Sample size and power determination in joint modeling of longitudinal and time-to-event data
Embargo Date
2026-02-05
OA Version
Citation
Abstract
The joint model (JM) is a statistical framework in which longitudinal and time-to-event data are simultaneously modeled. Joint models have grown in popularity over the last several years due to their improvements in bias reduction and efficiency in estimating treatment effect, compared to the current standard of modeling the longitudinal and time-to-event outcomes separately. Given the improvements offered by the JM framework in elucidating treatment effect, there is great potential for JM in a clinical trials setting.

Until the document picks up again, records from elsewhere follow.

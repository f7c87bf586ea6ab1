//! Aggregate repository ports.
//!
//! The projector reaches persisted state only through these four traits.
//! Reads take `&self`; writes take `&mut self` because implementations stage
//! them (see `UnitOfWork`).

use lockstream_core::{CompartmentKey, EventId, LockerId, ReservationId};
use lockstream_lockers::{Compartment, Fault, FaultSummary, Locker, Reservation};

use super::r#trait::StoreResult;

pub trait LockerRepository {
    fn get_locker(&self, locker_id: &LockerId) -> StoreResult<Option<Locker>>;

    fn upsert_locker(&mut self, locker: Locker) -> StoreResult<()>;
}

pub trait CompartmentRepository {
    fn get_compartment(&self, key: &CompartmentKey) -> StoreResult<Option<Compartment>>;

    fn upsert_compartment(&mut self, compartment: Compartment) -> StoreResult<()>;
}

pub trait ReservationRepository {
    fn get_reservation(&self, reservation_id: &ReservationId) -> StoreResult<Option<Reservation>>;

    fn upsert_reservation(&mut self, reservation: Reservation) -> StoreResult<()>;
}

pub trait FaultRepository {
    fn get_fault(&self, fault_event_id: &EventId) -> StoreResult<Option<Fault>>;

    fn upsert_fault(&mut self, fault: Fault) -> StoreResult<()>;

    fn compartment_faults(&self, key: &CompartmentKey) -> StoreResult<Vec<Fault>>;

    /// Count and maximum severity of the compartment's uncleared faults.
    fn active_fault_summary(&self, key: &CompartmentKey) -> StoreResult<FaultSummary> {
        Ok(FaultSummary::from_faults(&self.compartment_faults(key)?))
    }
}

/// All four ports together; what a projector handler needs.
pub trait Repositories:
    LockerRepository + CompartmentRepository + ReservationRepository + FaultRepository
{
}

impl<T> Repositories for T where
    T: LockerRepository + CompartmentRepository + ReservationRepository + FaultRepository + ?Sized
{
}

However, acknowledging the importance of proper study design in clinical trials, there is a need for advancements and improved guidance in JM study design, particularly with regards to sample size and power calculations. As a response to this, this work offers guidance on clinical trial design when utilizing the joint modeling framework as an analysis approach.

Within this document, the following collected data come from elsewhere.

//! Engine facade: admission, projection, rebuild and queries.

use std::sync::Mutex;

use serde::Serialize;
use tracing::instrument;

use lockstream_core::{CompartmentId, CompartmentKey, DomainError, EventId, LockerId, ReservationId};
use lockstream_events::{Event, RawEvent};
use lockstream_lockers::{Compartment, Fault, Locker, Reservation};

use crate::error::EngineResult;
use crate::event_log::EventLog;
use crate::projections::{self, LockerProjector, ProjectorConfig, RebuildReport, VerificationReport};
use crate::read_model::{ReadModelStore, StoreError};

/// Result of `ingest`.
#[derive(Debug, Clone, Copy, PartialEq, Eq, Serialize)]
pub struct IngestOutcome {
    /// `false` when the event id was already in the log; nothing changed.
    pub accepted: bool,
}

/// Event ingestion and projection engine.
///
/// ## Ordering
///
/// `ingest` admits the event into the log first and projects it second.
/// A projection error propagates to the caller but the event stays in the
/// log; rebuild rejects it the same way again.
///
/// ## Concurrency
///
/// One writer at a time: `ingest`, `rebuild` and `verify` are serialised.
/// Queries read the store directly and see pre- or post-event state.
pub struct LockstreamEngine<L, S> {
    log: L,
    store: S,
    projector: LockerProjector,
    writer: Mutex<()>,
}

impl<L, S> LockstreamEngine<L, S>
where
    L: EventLog,
    S: ReadModelStore,
{
    pub fn new(log: L, store: S, config: ProjectorConfig) -> Self {
        Self {
            log,
            store,
            projector: LockerProjector::new(config),
            writer: Mutex::new(()),
        }
    }

    pub fn log(&self) -> &L {
        &self.log
    }

    pub fn store(&self) -> &S {
        &self.store
    }

    pub fn projector(&self) -> &LockerProjector {
        &self.projector
    }

    #[instrument(skip_all, fields(event_id = %event.event_id(), event_type = %event.event_type()))]
    pub fn ingest(&self, event: &Event) -> EngineResult<IngestOutcome> {
        let _writer = self.writer.lock().map_err(|_| StoreError::Poisoned)?;

        if !self.log.add_if_absent(event)? {
            tracing::debug!("duplicate event ignored");
            return Ok(IngestOutcome { accepted: false });
        }

        if let Err(e) = self.projector.project(&self.store, event) {
            tracing::warn!(error = %e, kind = ?e.kind(), "event logged but rejected by projector");
            return Err(e);
        }

        tracing::debug!("event ingested");
        Ok(IngestOutcome { accepted: true })
    }

    /// Ingest an event still in wire form; an unknown type tag fails before
    /// anything is logged.
    pub fn ingest_raw(&self, raw: RawEvent) -> EngineResult<IngestOutcome> {
        let event = Event::try_from(raw)?;
        self.ingest(&event)
    }

    #[instrument(skip_all)]
    pub fn rebuild(&self) -> EngineResult<RebuildReport> {
        let _writer = self.writer.lock().map_err(|_| StoreError::Poisoned)?;
        projections::rebuild(&self.log, &self.store, &self.projector)
    }

    #[instrument(skip_all)]
    pub fn verify(&self) -> EngineResult<VerificationReport> {
        let _writer = self.writer.lock().map_err(|_| StoreError::Poisoned)?;
        projections::verify(&self.log, &self.store, &self.projector)
    }

    pub fn locker_summary(&self, locker_id: &LockerId) -> EngineResult<Locker> {
        self.store
            .get_locker(locker_id)?
            .ok_or_else(|| DomainError::not_found("locker", locker_id).into())
    }

    pub fn compartment_status(
        &self,
        locker_id: &LockerId,
        compartment_id: &CompartmentId,
    ) -> EngineResult<Compartment> {
        let key = CompartmentKey::new(locker_id.clone(), compartment_id.clone());
        self.store
            .get_compartment(&key)?
            .ok_or_else(|| DomainError::not_found("compartment", &key).into())
    }

    pub fn reservation_status(&self, reservation_id: &ReservationId) -> EngineResult<Reservation> {
        self.store
            .get_reservation(reservation_id)?
            .ok_or_else(|| DomainError::not_found("reservation", reservation_id).into())
    }

    pub fn fault(&self, fault_event_id: &EventId) -> EngineResult<Fault> {
        self.store
            .get_fault(fault_event_id)?
            .ok_or_else(|| DomainError::not_found("fault", fault_event_id).into())
    }
}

This dissertation consists of three main parts: the first part proposes a formula for the required number of events when testing significance of the association between the longitudinal and time-to-event outcomes when utilizing the time-dependent slopes JM parameterization. This proposed formula is recommended when not only the current value, but also the slope of the longitudinal outcome, influences the hazard of the time-to-event process. The second part of this work proposes a two-stage adaptive design for testing overall treatment effect within the joint modeling framework. We find that if the data are generated such that there is an indirect effect of treatment on the time-to-event outcome via the longitudinal process, in addition to any direct effects of treatment on the time-to-event outcome, it is advisable to use the current proposed formula for the number of additional required events developed using the joint modeling methodology, as our proposed formula will provide a more accurate estimate of the required number of additional events compared to the current standard. In the third part of this dissertation, we offer sample size and power formulas for three clinical trial designs when using the JM framework: superiority by a margin, non-inferiority, and equivalence. In summary, we argue the continuing development of joint modeling design considerations will allow for the more frequent use of joint models in clinical trials.